With the current market turbulence, with rabid investors chasing after the hottest tickers, dividend stocks are often ignored. We apologize, but this video didn't load.
Here you can see other videos from our team. A steadily growing stream of dividends will help you sleep better at night, as Barclays likes these 3 dividend stocks to beat the S&P 500 in 2022. With savings accounts paying next to nothing these days, who wouldn't want to earn passive income? Recent studies prove that dividend stocks have the potential to:
Over the long haul, the S&P 500 will outperform the S&P 500. If you look at three dividend stocks, investment banking giant Barclays has given an overweight rating. With inflation running hot, many investors are concerned about interest rate hikes from the Fed in the year 2022, which could be worth purchasing in 2022 with extra cash. Banks are generally good at doing well in a rising interest rate environment. Higher rates indicate a stronger economy in which people can afford to pay the loans, and they get to charge more to lend money. JPMorgan Chase is the largest bank in the U.S. with a total of $3.8 trillion in assets. The stock has climbed 36 per cent over the past year, despite the fact that it was trading at around US $168 per share. Barclays sees a lot of upside ahead in JPMorgan, as it has an overweight rating on the bank and a price target of US $202. Business has improved a lot from the Pandemic-pained days of 2020. JPMorgan produced US $3.74 per share in earnings in Q 3 of 2021, a 28 per cent increase from the US $2.92 per share earned in the year-ago period.
JPMorgan isn't the only bank that has given a pay raise to shareholders this year. Goldman Sachs, Bank of America and Morgan Stanley have increased their dividends. If you don't want to pick individual stocks, you can easily build a passive income portfolio using your spare change. Tech stocks with recurring cash flows and healthy balance sheets can deliver solid cash payouts, even though they aren't well known for their dividends. When the tech giant started paying quarterly dividends in 2004, it was paying investors US $0.08 per share. The dividend rate of Microsoft is now at US $0.62 per share, which is a total payout increase of 675 per cent.
The stock has a dividend yield of only 0.7 per cent. It remains an attractive choice for many income investors because of Microsoft's highly reliable dividend growth management, which has raised the payout for 12 consecutive years. On October 27, Barclays reiterated an overweight rating on Microsoft and raised the price target on the stock to US $363, up about 10 per cent from current levels. Microsoft is close to US $330 per share at the moment. You can buy fractions of shares using the popular app that allows you to buy as much money as you want to spend. This one is for real yield-hungry investors. Shell Midstream Partners owns, develops, and acquires pipelines and other midstream and logistics assets. It pays quarterly distributions of US $0.30 per limited partner common unit.
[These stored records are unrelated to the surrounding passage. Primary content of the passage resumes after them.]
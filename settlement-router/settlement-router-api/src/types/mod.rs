//! API types for the settlement router

pub mod estimate;
pub mod invoice;
pub mod payment;
pub mod quote;
pub mod routes;
pub mod token;

/// The ping route
pub const PING_ROUTE: &str = "ping";
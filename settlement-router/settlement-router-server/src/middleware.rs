//! Middleware for the settlement router server

use std::{convert::Infallible, sync::Arc};

use bytes::Bytes;
use serde::de::DeserializeOwned;
use warp::Filter;

use crate::{error::ApiError, server::Server};

/// Clone and pass the server to filters
pub fn with_server(
    server: Arc<Server>,
) -> impl Filter<Extract = (Arc<Server>,), Error = Infallible> + Clone {
    warp::any().map(move || server.clone())
}

/// Extract a JSON body from a request
#[allow(clippy::needless_pass_by_value)]
pub fn with_json_body<T: DeserializeOwned + Send>(body: Bytes) -> Result<T, warp::Rejection> {
    serde_json::from_slice(&body)
        .map_err(|e| warp::reject::custom(ApiError::BadRequest(format!("Invalid JSON: {}", e))))
}

/// Identity map for a handler's middleware, used to chain together `map`s and
/// `and_then`s
pub async fn identity<T>(res: T) -> T {
    res
}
SHLX stock trading at US $12.18 per unit translates to a jaw-dropping annual yield of 10.1 per cent Ultra-high- yielding stocks, especially those from the volatile energy sector, which might seem too good to last. On October 19, Barclays upgraded Shell Midstream Partners from equal weight to overweight and set a price target of US $14 per unit. Steven Ledbetter, Shell Midstream's CEO, believes that the market is undervaluing the partnership's units and its ability to deliver over the long term. In the latest earnings conference call, he said that we are looking at options, such as using excess cash for a potential buyback program or increasing distributions in the future. The right dividend stock can be a solid investment. But remember, stocks of all kinds are volatile and often correlate with each other. If a market-wide downturn happens, even blue-chip dividend stocks could get pummeled.
If you want something that has little correlation with the stock market and might offer even bigger potential, check out fine art contemporary artwork, which has outperformed the S&P 500 by a commanding 174 per cent over the past 25 years, according to the Citi Global Art Market chart. It's becoming a popular way to diversify because it's a real asset with little correlation to the stock market. Citi found that the correlation between contemporary art and the S&P 500 was just 0.12 during the past 25 years on a scale of 1 to 1, with 0 representing no link at all. Investing in art used to be an option only for the ultra rich, like Banksy and Andy Warhol. This article was created by Wise Publishing. Wise is devoted to providing information that helps readers navigate the complex landscape of personal finance. Wise partners with brands it trusts and believes may be helpful to the reader. The article is not intended to be construed as advice. It is provided without any warranty of any kind.